**Problem to solve**
Please show all lines of the records that include "extend".

(Dataset entries)
* * * *

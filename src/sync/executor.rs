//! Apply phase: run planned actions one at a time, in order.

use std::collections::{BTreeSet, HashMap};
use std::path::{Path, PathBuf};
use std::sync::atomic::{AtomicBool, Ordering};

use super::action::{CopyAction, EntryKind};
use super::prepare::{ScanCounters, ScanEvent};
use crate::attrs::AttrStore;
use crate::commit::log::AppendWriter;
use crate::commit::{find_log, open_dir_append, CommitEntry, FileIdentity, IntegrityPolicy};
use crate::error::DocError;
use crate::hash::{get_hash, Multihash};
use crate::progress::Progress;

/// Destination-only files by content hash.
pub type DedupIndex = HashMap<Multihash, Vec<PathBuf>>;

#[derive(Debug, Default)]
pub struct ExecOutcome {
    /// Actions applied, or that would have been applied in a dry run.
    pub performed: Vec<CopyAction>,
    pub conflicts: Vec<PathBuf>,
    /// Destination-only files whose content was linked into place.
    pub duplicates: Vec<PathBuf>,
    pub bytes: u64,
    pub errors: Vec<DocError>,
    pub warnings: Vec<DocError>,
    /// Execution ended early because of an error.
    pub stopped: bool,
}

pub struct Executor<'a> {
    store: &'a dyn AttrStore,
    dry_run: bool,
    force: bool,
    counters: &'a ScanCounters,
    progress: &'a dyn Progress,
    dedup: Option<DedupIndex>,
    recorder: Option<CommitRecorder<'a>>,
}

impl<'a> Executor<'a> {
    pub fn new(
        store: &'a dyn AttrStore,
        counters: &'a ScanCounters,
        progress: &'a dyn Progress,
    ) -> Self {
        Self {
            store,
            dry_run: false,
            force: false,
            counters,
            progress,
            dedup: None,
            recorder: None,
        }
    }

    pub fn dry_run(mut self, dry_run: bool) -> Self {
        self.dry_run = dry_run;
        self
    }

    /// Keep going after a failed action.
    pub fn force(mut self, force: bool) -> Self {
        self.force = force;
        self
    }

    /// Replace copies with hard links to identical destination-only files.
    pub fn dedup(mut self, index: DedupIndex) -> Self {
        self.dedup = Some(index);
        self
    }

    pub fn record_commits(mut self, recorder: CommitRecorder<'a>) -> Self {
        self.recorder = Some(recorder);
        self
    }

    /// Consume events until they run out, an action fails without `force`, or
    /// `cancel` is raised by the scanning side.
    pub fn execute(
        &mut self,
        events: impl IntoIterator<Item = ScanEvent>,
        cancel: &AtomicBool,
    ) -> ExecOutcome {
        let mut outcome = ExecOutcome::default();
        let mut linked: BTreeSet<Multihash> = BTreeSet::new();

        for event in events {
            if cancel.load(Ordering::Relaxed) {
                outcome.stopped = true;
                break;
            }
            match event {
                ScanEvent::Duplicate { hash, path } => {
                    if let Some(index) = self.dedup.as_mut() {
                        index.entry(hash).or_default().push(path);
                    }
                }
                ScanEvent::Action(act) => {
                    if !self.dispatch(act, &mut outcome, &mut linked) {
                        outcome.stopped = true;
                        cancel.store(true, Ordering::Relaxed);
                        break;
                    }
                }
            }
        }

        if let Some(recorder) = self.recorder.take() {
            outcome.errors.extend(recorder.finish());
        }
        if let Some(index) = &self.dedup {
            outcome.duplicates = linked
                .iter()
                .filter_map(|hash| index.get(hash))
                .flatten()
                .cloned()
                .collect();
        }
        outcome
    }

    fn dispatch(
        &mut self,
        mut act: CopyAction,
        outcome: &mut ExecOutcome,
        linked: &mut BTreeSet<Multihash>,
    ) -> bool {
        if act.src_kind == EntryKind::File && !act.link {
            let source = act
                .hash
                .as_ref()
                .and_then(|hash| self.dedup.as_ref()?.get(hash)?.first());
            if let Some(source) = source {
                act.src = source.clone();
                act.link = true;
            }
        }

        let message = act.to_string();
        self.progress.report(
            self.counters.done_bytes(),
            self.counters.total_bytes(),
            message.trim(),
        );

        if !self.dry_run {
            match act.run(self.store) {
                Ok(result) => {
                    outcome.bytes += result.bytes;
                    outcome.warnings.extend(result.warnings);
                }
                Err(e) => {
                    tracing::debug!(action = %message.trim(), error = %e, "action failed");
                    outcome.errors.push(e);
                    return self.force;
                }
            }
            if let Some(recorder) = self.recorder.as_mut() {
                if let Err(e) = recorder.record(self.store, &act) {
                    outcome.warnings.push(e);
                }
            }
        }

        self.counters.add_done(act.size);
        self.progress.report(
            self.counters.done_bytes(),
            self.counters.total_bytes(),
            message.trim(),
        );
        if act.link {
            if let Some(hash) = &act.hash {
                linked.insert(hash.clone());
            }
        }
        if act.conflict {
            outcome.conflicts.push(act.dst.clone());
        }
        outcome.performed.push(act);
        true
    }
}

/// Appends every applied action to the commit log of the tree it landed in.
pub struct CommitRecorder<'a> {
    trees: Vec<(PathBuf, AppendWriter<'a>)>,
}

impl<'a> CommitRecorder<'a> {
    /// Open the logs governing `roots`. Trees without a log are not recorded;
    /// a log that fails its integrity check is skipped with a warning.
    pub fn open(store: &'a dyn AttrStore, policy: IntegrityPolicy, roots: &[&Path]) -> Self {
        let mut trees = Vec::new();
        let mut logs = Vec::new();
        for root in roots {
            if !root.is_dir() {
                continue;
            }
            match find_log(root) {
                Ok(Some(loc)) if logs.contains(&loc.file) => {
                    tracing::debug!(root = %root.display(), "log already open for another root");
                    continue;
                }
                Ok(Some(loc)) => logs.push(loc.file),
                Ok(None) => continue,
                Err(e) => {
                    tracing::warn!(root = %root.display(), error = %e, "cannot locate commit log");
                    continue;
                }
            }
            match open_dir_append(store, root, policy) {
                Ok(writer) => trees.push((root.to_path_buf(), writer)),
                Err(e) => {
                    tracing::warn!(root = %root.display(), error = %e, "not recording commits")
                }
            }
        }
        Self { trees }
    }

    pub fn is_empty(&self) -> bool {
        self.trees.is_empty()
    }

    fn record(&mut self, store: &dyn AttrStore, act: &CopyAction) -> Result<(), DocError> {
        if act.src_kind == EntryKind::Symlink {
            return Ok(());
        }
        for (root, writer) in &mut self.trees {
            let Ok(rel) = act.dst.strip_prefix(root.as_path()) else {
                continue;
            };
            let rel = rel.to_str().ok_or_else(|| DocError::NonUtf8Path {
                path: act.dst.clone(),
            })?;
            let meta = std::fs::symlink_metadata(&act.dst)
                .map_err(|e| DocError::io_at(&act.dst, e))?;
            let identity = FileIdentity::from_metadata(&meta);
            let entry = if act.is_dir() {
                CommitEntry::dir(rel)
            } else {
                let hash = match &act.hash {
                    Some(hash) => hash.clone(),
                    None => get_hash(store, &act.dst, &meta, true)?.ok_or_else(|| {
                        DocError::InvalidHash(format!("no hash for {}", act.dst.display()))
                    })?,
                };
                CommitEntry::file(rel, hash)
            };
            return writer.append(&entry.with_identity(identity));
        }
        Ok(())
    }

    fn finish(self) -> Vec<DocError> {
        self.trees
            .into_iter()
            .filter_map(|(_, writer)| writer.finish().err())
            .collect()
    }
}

* * * *

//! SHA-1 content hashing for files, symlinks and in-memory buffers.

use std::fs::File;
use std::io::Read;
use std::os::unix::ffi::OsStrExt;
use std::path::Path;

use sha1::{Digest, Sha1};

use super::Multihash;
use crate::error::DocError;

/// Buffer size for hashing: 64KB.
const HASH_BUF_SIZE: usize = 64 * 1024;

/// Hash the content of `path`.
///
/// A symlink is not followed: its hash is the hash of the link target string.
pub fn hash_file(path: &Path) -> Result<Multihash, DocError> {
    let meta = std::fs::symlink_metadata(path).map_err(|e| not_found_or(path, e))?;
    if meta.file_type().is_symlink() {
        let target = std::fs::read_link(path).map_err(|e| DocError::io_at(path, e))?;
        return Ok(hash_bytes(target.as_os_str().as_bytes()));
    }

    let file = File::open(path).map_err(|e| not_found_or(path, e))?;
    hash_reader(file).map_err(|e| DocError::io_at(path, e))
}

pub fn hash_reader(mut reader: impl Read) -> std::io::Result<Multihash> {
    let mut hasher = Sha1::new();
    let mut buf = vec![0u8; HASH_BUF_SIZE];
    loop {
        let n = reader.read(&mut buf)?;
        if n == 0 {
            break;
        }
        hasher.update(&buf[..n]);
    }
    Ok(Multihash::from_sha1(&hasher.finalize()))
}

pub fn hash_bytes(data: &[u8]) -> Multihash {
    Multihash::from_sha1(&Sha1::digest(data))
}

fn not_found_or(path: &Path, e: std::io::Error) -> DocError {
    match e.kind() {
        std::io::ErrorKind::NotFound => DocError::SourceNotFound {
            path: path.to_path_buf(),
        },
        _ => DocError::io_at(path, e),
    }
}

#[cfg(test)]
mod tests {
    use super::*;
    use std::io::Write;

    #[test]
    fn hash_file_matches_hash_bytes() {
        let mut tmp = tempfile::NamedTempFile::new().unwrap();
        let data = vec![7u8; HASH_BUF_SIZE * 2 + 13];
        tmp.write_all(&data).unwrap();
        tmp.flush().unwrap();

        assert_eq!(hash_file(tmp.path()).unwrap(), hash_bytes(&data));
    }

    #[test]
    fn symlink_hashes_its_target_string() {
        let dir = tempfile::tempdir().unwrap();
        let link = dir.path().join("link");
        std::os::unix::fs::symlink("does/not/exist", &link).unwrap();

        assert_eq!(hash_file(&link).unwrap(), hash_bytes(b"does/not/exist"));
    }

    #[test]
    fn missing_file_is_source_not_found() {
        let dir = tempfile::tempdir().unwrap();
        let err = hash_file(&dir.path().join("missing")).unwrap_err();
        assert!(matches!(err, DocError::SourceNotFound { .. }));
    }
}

* * * *

**Output of the task**
            outcome.errors.extend(recorder.finish());
                    outcome.warnings.extend(result.warnings);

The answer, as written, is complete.